The two paths that fit the budget were:

Two used RTX 3090s, ~$800 each, 48 GB combined VRAM with NVLink-equivalent tensor-parallel performance via NCCL over PCIe.
One new RTX 5090, ~$2,200 retail, 32 GB on one card, no multi-GPU complexity.

The spec sheet said dual 3090 wins on combined VRAM (48 vs 32) and total throughput on tensor-parallel workloads. Single 5090 wins on simplicity, power efficiency, and bandwidth per card. We figured a weekend of testing would settle it.

Weekend one: built the dual-3090 rig

Bought two 3090s — one EVGA FTW3 (the same one I covered in the six-month used-3090 field note) and an Asus Strix from a different seller. Pulled the upper drive cage. Pulled an optical drive bay we hadn't used since 2014. Both cards fit. Barely. The Asus pulled clearance from the upper PCIe slot to the chassis side panel down to about 4mm.

Power delivery went OK. The 1000W PSU has dual EPS rails and five PCIe 8-pin connectors.

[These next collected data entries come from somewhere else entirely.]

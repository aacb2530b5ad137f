use std::path::PathBuf;

use neontris_engine::{GameEvent, PieceSeed, Session};
use rand::{Rng, SeedableRng as _};
use rand_pcg::Pcg32;
use serde::Serialize;

use crate::util::{self, Output};

/// Simulated frame length, roughly 60 frames per second.
const FRAME_MS: u32 = 16;

const DEFAULT_GAMES: usize = 1;
const DEFAULT_MAX_STEPS: usize = 100_000;

#[derive(Debug, Clone, clap::Args)]
pub(crate) struct SimulateArg {
    /// Piece seed as 32 hexadecimal digits (random if omitted)
    #[arg(long)]
    seed: Option<PieceSeed>,
    /// Seed of the random input policy
    #[arg(long, default_value_t = 0)]
    policy_seed: u64,
    /// Number of games to play
    #[arg(long, default_value_t = DEFAULT_GAMES)]
    games: usize,
    /// Frames after which an unfinished game is abandoned
    #[arg(long, default_value_t = DEFAULT_MAX_STEPS)]
    max_steps: usize,
    /// Game configuration JSON file
    #[arg(long)]
    config: Option<PathBuf>,
    /// Also print every game event as a JSON line
    #[arg(long)]
    events: bool,
    /// Output file path
    #[arg(long)]
    output: Option<PathBuf>,
}

impl Default for SimulateArg {
    fn default() -> Self {
        Self {
            seed: None,
            policy_seed: 0,
            games: DEFAULT_GAMES,
            max_steps: DEFAULT_MAX_STEPS,
            config: None,
            events: false,
            output: None,
        }
    }
}

/// One command the input policy can issue in a frame.
#[derive(Debug, Clone, Copy, PartialEq, Eq)]
enum Input {
    Left,
    Right,
    Rotate,
    HardDrop,
    SoftDropOn,
    SoftDropOff,
    Idle,
}

impl Input {
    /// Draws the input for one frame.
    ///
    /// Most frames do nothing, so pieces mostly fall under gravity with the
    /// occasional shuffle, spin or drop.
    fn sample<R>(rng: &mut R) -> Self
    where
        R: Rng + ?Sized,
    {
        match rng.random_range(0..100) {
            0..6 => Input::Left,
            6..12 => Input::Right,
            12..17 => Input::Rotate,
            17..19 => Input::HardDrop,
            19..22 => Input::SoftDropOn,
            22..25 => Input::SoftDropOff,
            _ => Input::Idle,
        }
    }

    fn apply(self, session: &mut Session) {
        match self {
            Input::Left => {
                session.move_left();
            }
            Input::Right => {
                session.move_right();
            }
            Input::Rotate => {
                session.rotate();
            }
            Input::HardDrop => {
                session.hard_drop();
            }
            Input::SoftDropOn => session.begin_soft_drop(),
            Input::SoftDropOff => session.end_soft_drop(),
            Input::Idle => {}
        }
    }
}

#[derive(Debug, Clone, Serialize)]
struct GameSummary {
    game: usize,
    #[serde(skip_serializing_if = "Option::is_none")]
    seed: Option<PieceSeed>,
    score: u32,
    level: u32,
    high_score: u32,
    lines: usize,
    pieces: usize,
    line_cleared_counter: [usize; 5],
    steps: usize,
    game_over: bool,
}

#[derive(Debug, Clone, Serialize)]
struct EventRecord {
    game: usize,
    step: usize,
    #[serde(flatten)]
    event: GameEvent,
}

pub(crate) fn run(arg: &SimulateArg) -> anyhow::Result<()> {
    let SimulateArg {
        seed,
        policy_seed,
        games,
        max_steps,
        config,
        events,
        output,
    } = arg;

    let config = util::read_config_file(config.as_ref())?;
    let seed = seed.unwrap_or_else(|| rand::rng().random());
    let mut session = Session::with_seed(config, seed)?;
    let mut policy = Pcg32::seed_from_u64(*policy_seed);
    let mut output = Output::from_output_path(output.clone())?;

    eprintln!("Simulating {games} game(s) with seed {seed}");
    for game in 1..=*games {
        let summary = play_game(&mut session, &mut policy, game, *max_steps, |event| {
            if *events {
                output.write_json_line(event)?;
            }
            Ok(())
        })?;
        eprintln!(
            "Game #{game}: score {} (level {}, {} lines, {} pieces) after {} steps",
            summary.score, summary.level, summary.lines, summary.pieces, summary.steps
        );
        if !summary.game_over {
            eprintln!("Game #{game} reached --max-steps and was abandoned");
        }
        output.write_json_line(GameSummary {
            seed: Some(seed),
            ..summary
        })?;
    }
    eprintln!("High score: {}", session.high_score());

    Ok(())
}

/// Plays one game of `session` to the end or for at most `max_steps` frames.
///
/// An unfinished game is abandoned, so the session is ready for the next
/// game with its high score and piece sequence intact.
fn play_game<R, F>(
    session: &mut Session,
    policy: &mut R,
    game: usize,
    max_steps: usize,
    mut on_event: F,
) -> anyhow::Result<GameSummary>
where
    R: Rng + ?Sized,
    F: FnMut(EventRecord) -> anyhow::Result<()>,
{
    session.new_game();
    let mut steps = 0;
    while !session.is_game_over() && steps < max_steps {
        Input::sample(policy).apply(session);
        session.tick(FRAME_MS);
        session.decay_flash();
        steps += 1;

        for event in session.drain_events() {
            on_event(EventRecord {
                game,
                step: steps,
                event,
            })?;
        }
    }
    let game_over = session.is_game_over();
    session.abandon_game();

    let stats = session.stats();
    Ok(GameSummary {
        game,
        seed: None,
        score: stats.score(),
        level: stats.level(),
        high_score: session.high_score(),
        lines: stats.total_cleared_lines(),
        pieces: stats.completed_pieces(),
        line_cleared_counter: *stats.line_cleared_counter(),
        steps,
        game_over,
    })
}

Both cards needed two each, so the four PCIe rails handled it with one to spare. PSU sag under sustained dual-card load was ~3% on the 12V rail — within spec but noticeable.

Then came the actual problem: thermal. With both cards installed, the upper card (Asus Strix) was getting ~85% of its intake air pre-heated by the lower card (EVGA FTW3). Under sustained 70B inference, the upper card hit 82°C and started clock-throttling to 1,400 MHz. Bottom card held 76°C. Throughput on tensor-parallel decode was about 18 tok/s sustained, but the upper card was the bottleneck.

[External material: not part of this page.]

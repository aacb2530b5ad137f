pub use self::{board::*, piece::*, position::*};

pub(crate) mod board;
pub(crate) mod piece;
pub(crate) mod position;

We added a 140mm intake fan to the side panel after pulling the cover off and cutting a hole. That's how serious we got about it. Brought the upper card down to 78°C. Throughput rose to 21 tok/s sustained. PSU sag stayed at 3-4%.

Weekend two: built the single-5090 rig

Returned one of the 3090s (within the seller's window). Bought a 5090. Installed it in the same chassis. Power delivery via the included 12VHPWR adapter. No thermal engineering required. Card runs hot — 78°C sustained — but in spec, with no compromise from a sibling card.

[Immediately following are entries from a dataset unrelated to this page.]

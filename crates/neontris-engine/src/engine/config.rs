use serde::{Deserialize, Serialize};

use crate::{ConfigError, core::position::CellPos};

/// Smallest board a piece can spawn into: four rows, four columns.
pub const MIN_BOARD_ROWS: usize = 4;
pub const MIN_BOARD_COLS: usize = 4;

/// Upper limit on `rows * cols`, the size of the board's cell arena.
pub const MAX_BOARD_CELLS: usize = 1 << 20;

/// Tunable rules of a game.
///
/// Every field has a default matching the reference game, and deserialization
/// fills missing fields from [`GameConfig::default`], so a partial JSON
/// document overrides only what it names:
///
/// ```
/// use neontris_engine::GameConfig;
///
/// let config: GameConfig = serde_json::from_str(r#"{ "cols": 12 }"#).unwrap();
/// assert_eq!(config.cols, 12);
/// assert_eq!(config.rows, 16);
/// assert!(config.validate().is_ok());
/// ```
#[derive(Debug, Clone, PartialEq, Eq, Serialize, Deserialize)]
#[serde(default, deny_unknown_fields)]
pub struct GameConfig {
    /// Board height in rows.
    pub rows: usize,
    /// Board width in columns.
    pub cols: usize,
    /// Gravity interval at level 1.
    pub base_interval_ms: u32,
    /// Gravity interval while soft drop is held.
    pub soft_drop_interval_ms: u32,
    /// Floor of the level speed curve.
    pub min_interval_ms: u32,
    /// Points per cleared row.
    pub score_per_line: u32,
    /// Extra points for clearing exactly four rows at once.
    pub tetris_bonus: u32,
    /// Points per row descended by a hard drop.
    pub hard_drop_per_cell: u32,
}

impl Default for GameConfig {
    fn default() -> Self {
        Self {
            rows: 16,
            cols: 10,
            base_interval_ms: 1000,
            soft_drop_interval_ms: 50,
            min_interval_ms: 150,
            score_per_line: 10,
            tetris_bonus: 40,
            hard_drop_per_cell: 2,
        }
    }
}

impl GameConfig {
    /// Checks that the configuration describes a playable game.
    pub fn validate(&self) -> Result<(), ConfigError> {
        if self.rows < MIN_BOARD_ROWS || self.cols < MIN_BOARD_COLS {
            return Err(ConfigError::BoardTooSmall {
                rows: self.rows,
                cols: self.cols,
            });
        }
        let cells = self.rows.checked_mul(self.cols);
        if i32::try_from(self.rows).is_err()
            || i32::try_from(self.cols).is_err()
            || cells.is_none_or(|cells| cells > MAX_BOARD_CELLS)
        {
            return Err(ConfigError::BoardTooLarge {
                rows: self.rows,
                cols: self.cols,
            });
        }
        for (field, value) in [
            ("base_interval_ms", self.base_interval_ms),
            ("soft_drop_interval_ms", self.soft_drop_interval_ms),
            ("min_interval_ms", self.min_interval_ms),
        ] {
            if value == 0 {
                return Err(ConfigError::ZeroInterval { field });
            }
        }
        if self.min_interval_ms > self.base_interval_ms {
            return Err(ConfigError::FloorAboveBase {
                min_interval_ms: self.min_interval_ms,
                base_interval_ms: self.base_interval_ms,
            });
        }
        Ok(())
    }

    /// Where new pieces put their pivot: the top row, just left of centre.
    #[must_use]
    pub fn spawn_origin(&self) -> CellPos {
        #[expect(clippy::cast_possible_truncation, clippy::cast_possible_wrap)]
        let col = (self.cols / 2).saturating_sub(1) as i32;
        CellPos::new(0, col)
    }
}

Throughput on Llama 3.3 70B Q4 with offload (because the model + KV cache + embedding model exceeds 32 GB at our target context window) was 16-18 tok/s. The offload to system RAM was the bottleneck, not the GPU. The 5090's bandwidth advantage didn't matter when we were waiting on DDR5 to feed it tensors.

We tried Q3_K_M to fit the model fully on-card. Throughput rose to 22-24 tok/s. Quality on the long-context RAG queries dropped noticeably — citations became less accurate, factual recall on the document corpus measurably worse. We didn't ship Q3 because the quality regression was too obvious to the team.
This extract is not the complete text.